If such needs seems justified, then careful rules could be worked out, and incorporated in the Federal Rules of Criminal Procedure, for the interrogation of prisoners while in the custody of police officers. Coupled with such a procedure, we could enact a law similar to S. 3325, proposed by Senator Morse, providing that statements and confessions would not be acceptable in court without proof that the subject had been informed of his rights. We might very well give serious attention to the English rules promulgated in 1912 by the Court of King's Bench, at the request of civil authorities. They are usually referred to as the judges' rules to govern the conduct of the police in interrogating suspects and prisoners.

I would like to submit for the record a copy of these rules. I think they are too lengthy for reading during my testimony.

Senator LANGER. They will be made part of the record. (The rules read as follows:)

RULES PROMULGATED BY THE COURT OF KING'S BENCH IN 1912 To GOVERN THE CONDUCT OF THE POLICE IN INTERROGATING SUSPECTS AND PRISONERS

1. When a police officer is endeavoring to discover the author of a crime, there is no objection to his putting questions in respect thereof to any person or persons, whether suspected or not, from whom he thinks that useful information can be obtained.

2. Whenever a police officer has made up his mind to charge a person with a crime, he should first caution such person before asking him any questions, or any further questions, as the case may be.

3. Persons in custody should not be questioned without the usual caution being first administered.

4. If the prisoner wishes to volunteer any statement, the usual caution should be administered. It is desirable that the last two words of such caution should be omitted, and that the caution should end with the words "be given in evidence."

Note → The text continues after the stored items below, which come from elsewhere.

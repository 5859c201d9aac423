// Copyright (c) 2025 Fabstir
// SPDX-License-Identifier: BUSL-1.1
//! POST /suggest-build endpoint

pub mod handler;
pub mod request;

pub use handler::suggest_build_handler;
pub use request::SuggestBuildRequest;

5. The caution to be administered to a prisoner, when he is formally charged, should therefore be in the following words: "Do you wish to say anything in answer to the charge? You are not obliged to say anything unless you wish to do so, but whatever you say will be taken down in writing and may be given in evidence." Care should be taken to avoid any suggestion that his answers can only be used in evidence against him, as this may prevent an innocent person making a statement which might assist to clear him of the charge.

6. A statement made by a prisoner before there is time to caution him is not rendered inadmissible in evidence merely by reason of no caution having been given, but in such a case he should be cautioned as soon as possible.

7. A prisoner making a voluntary statement must not be cross-examined, and no questions should be put to him about it except for the purpose of removing ambiguity in what he has actually said. For instance, if he has mentioned an hour without saying whether it was morning or evening, or has given a day of the week and day of the month which do not agree, or has not made it clear to what individual or what place he intended to refer in some part of his statement, he may be questioned sufficiently to clear up the point.

8. When two or more persons are charged with the same offense, and statements are taken separately from the persons charged, the police should not read these statements to the other persons charged, but each of such persons should be furnished by the police with a copy of such statements and nothing should be said or done by the police to invite a reply. If the person charged desires to make a statement in reply, the usual caution should be administered.

9. Any statement made in accordance with the above rules should, whenever possible, be taken down in writing, and signed by the person making it after it has been read to him, and he has been invited to make any correction he may wish.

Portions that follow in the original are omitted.